ПОВСТАНЦЫ, КУЛАКИ, БАНДИТЫ: ОБРАЗЫ УЧАСТНИКОВ КРЕСТЬЯНСКОГО ВОССТАНИЯ В ОПИСАНИЯХ СОВРЕМЕННЫХ ЖИТЕЛЕЙ ПРИИШИМЬЯ

В предыдущих частях было показано, что современные жители Приишимья в целом воспринимают роль своих предков в событиях восстания как роль жертв трагических обстоятельств. При этом слабая межпоколенческая передача социальной памяти о событиях восстания может быть объяснена как жесткими постреволюционными рамками памяти, страхом репрессий, притеснений, так и тем, что сами члены локальных сообществ также стремились к забвению. Существующее сейчас стремление избегать непосредственных описаний жестоких расправ этого времени, при постоянном подчеркивании громадного количества жертв, является, кажется, одним из основных элементов дошедшей до сего дня социальной памяти местных крестьян. В то же время за последние два десятилетия в историографии, публицистике, краеведении и в именовании монументов произошел отчетливый сдвиг в сторону ухода от советской модели описания событий восстания в сторону поиска более сбалансированной и нейтральной модели. Как же в сложившихся условиях жители Приишимья говорят об участниках Западно-Сибирского восстания?
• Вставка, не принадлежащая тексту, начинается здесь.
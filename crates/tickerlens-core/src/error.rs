use thiserror::Error;

/// Validation and contract errors exposed by `tickerlens-core`.
#[derive(Debug, Error, Clone, PartialEq, Eq)]
pub enum ValidationError {
    #[error("symbol cannot be empty")]
    EmptySymbol,
    #[error("symbol length {len} exceeds max {max}")]
    SymbolTooLong { len: usize, max: usize },
    #[error("symbol must start with an ASCII letter: '{ch}'")]
    SymbolInvalidStart { ch: char },
    #[error("symbol contains invalid character '{ch}' at index {index}")]
    SymbolInvalidChar { ch: char, index: usize },

    #[error("invalid source '{value}', expected one of yahoo, polygon")]
    InvalidSource { value: String },

    #[error("timestamp must be RFC3339 UTC (suffix Z): '{value}'")]
    TimestampNotUtc { value: String },
    #[error("date must be formatted as YYYY-MM-DD: '{value}'")]
    InvalidDate { value: String },
    #[error("date range start {start} is after end {end}")]
    InvertedDateRange { start: String, end: String },

    #[error("currency must be a 3-letter uppercase ISO code: '{value}'")]
    InvalidCurrency { value: String },

    #[error("field '{field}' must be finite")]
    NonFiniteValue { field: &'static str },
    #[error("field '{field}' must be non-negative")]
    NegativeValue { field: &'static str },
    #[error("field '{field}' must be greater than zero")]
    NonPositiveValue { field: &'static str },

    #[error("price series must contain at least one point")]
    EmptySeries,
    #[error("price series dates must be strictly increasing: {previous} then {next}")]
    UnorderedDates { previous: String, next: String },

    #[error("user name cannot be empty")]
    EmptyUserName,

    #[error("request_id must be at least 8 characters")]
    InvalidRequestId,
    #[error("schema_version must match vMAJOR.MINOR.PATCH: '{value}'")]
    InvalidSchemaVersion { value: String },
    #[error("source_chain must contain at least one source")]
    EmptySourceChain,

    #[error("error code cannot be empty")]
    EmptyErrorCode,
    #[error("error message cannot be empty")]
    EmptyErrorMessage,
}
Почти все респонденты отмечали только две стороны среди участников событий 1918–1920‐х годов — «красные и белые», маркировка «наших» и «врагов» проводилась в привычном позднесоветском идеологическом диапазоне. Но при характеристике «партизан»/«повстанцев»/«кулаков»/ «бандитов» респонденты затруднялись определить их место в истории Гражданской войны (в какие годы происходило восстание, по каким причинам, против кого боролись). При этом практически все респонденты отмечали изменение отношения к кулакам, оценивая их как трудолюбивых крестьян, крепких хозяев, часто оказывающих помощь бедным соседям, безвинно пострадавших.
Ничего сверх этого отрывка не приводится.